▸ Data extract:
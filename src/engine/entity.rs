use crate::engine::registry::Registry;
use crate::engine::types::EntityID;

/// Convenience handle pairing an [`EntityID`] with the registry that issued
/// it.
///
/// ## Purpose
/// Forwards the per-entity operations to the registry so call sites read as
/// `entity.add(Position { .. })` instead of threading the ID through
/// registry calls.
///
/// ## Notes
/// The handle borrows the registry mutably and is meant to be short-lived;
/// keep the raw [`id`](Entity::id) for long-term storage and re-wrap it with
/// `Registry::entity` when needed. A handle whose entity has been destroyed
/// is not dangling: `valid()` reports `false` and `get` returns `None`.
pub struct Entity<'r> {
    id: EntityID,
    registry: &'r mut Registry,
}

impl<'r> Entity<'r> {
    pub(crate) fn new(id: EntityID, registry: &'r mut Registry) -> Self {
        Self { id, registry }
    }

    /// The wrapped entity ID.
    #[inline]
    pub fn id(&self) -> EntityID {
        self.id
    }

    /// Returns `true` if the entity is currently live.
    pub fn valid(&self) -> bool {
        self.registry.valid(self.id)
    }

    /// Attaches `component`, overwriting in place if already owned.
    pub fn add<C: 'static + Send + Sync>(&mut self, component: C) {
        self.registry.add_component(self.id, component);
    }

    /// Detaches component type `C`; no-op if not owned.
    pub fn remove<C: 'static + Send + Sync>(&mut self) {
        self.registry.remove_component::<C>(self.id);
    }

    /// Returns the entity's `C`, if live and owned.
    pub fn get<C: 'static + Send + Sync>(&self) -> Option<&C> {
        self.registry.get_component::<C>(self.id)
    }

    /// Mutable variant of [`get`](Self::get).
    pub fn get_mut<C: 'static + Send + Sync>(&mut self) -> Option<&mut C> {
        self.registry.get_component_mut::<C>(self.id)
    }

    /// Returns `true` if the entity is live and owns a `C`.
    pub fn has<C: 'static + Send + Sync>(&self) -> bool {
        self.registry.has_component::<C>(self.id)
    }

    /// Schedules the entity for destruction at the registry's next `update`.
    pub fn destroy(self) {
        self.registry.destroy(self.id);
    }
}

▸ Task brief: Copy out the records once more. Match them exactly.

▸ Response to the exercise:
filename src/engine/entity.rs
use crate::engine::registry::Registry;
use crate::engine::types::EntityID;

/// Convenience handle pairing an [`EntityID`] with the registry that issued
/// it.
///
/// ## Purpose
/// Forwards the per-entity operations to the registry so call sites read as
/// `entity.add(Position { .. })` instead of threading the ID through
/// registry calls.
///
/// ## Notes
/// The handle borrows the registry mutably and is meant to be short-lived;
/// keep the raw [`id`](Entity::id) for long-term storage and re-wrap it with
/// `Registry::entity` when needed. A handle whose entity has been destroyed
/// is not dangling: `valid()` reports `false` and `get` returns `None`.
pub struct Entity<'r> {
    id: EntityID,
    registry: &'r mut Registry,
}

impl<'r> Entity<'r> {
    pub(crate) fn new(id: EntityID, registry: &'r mut Registry) -> Self {
        Self { id, registry }
    }

    /// The wrapped entity ID.
    #[inline]
    pub fn id(&self) -> EntityID {
        self.id
    }

    /// Returns `true` if the entity is currently live.
    pub fn valid(&self) -> bool {
        self.registry.valid(self.id)
    }

    /// Attaches `component`, overwriting in place if already owned.
    pub fn add<C: 'static + Send + Sync>(&mut self, component: C) {
        self.registry.add_component(self.id, component);
    }

    /// Detaches component type `C`; no-op if not owned.
    pub fn remove<C: 'static + Send + Sync>(&mut self) {
        self.registry.remove_component::<C>(self.id);
    }

    /// Returns the entity's `C`, if live and owned.
    pub fn get<C: 'static + Send + Sync>(&self) -> Option<&C> {
        self.registry.get_component::<C>(self.id)
    }

    /// Mutable variant of [`get`](Self::get).
    pub fn get_mut<C: 'static + Send + Sync>(&mut self) -> Option<&mut C> {
        self.registry.get_component_mut::<C>(self.id)
    }

    /// Returns `true` if the entity is live and owns a `C`.
    pub fn has<C: 'static + Send + Sync>(&self) -> bool {
        self.registry.has_component::<C>(self.id)
    }

    /// Schedules the entity for destruction at the registry's next `update`.
    pub fn destroy(self) {
        self.registry.destroy(self.id);
    }
}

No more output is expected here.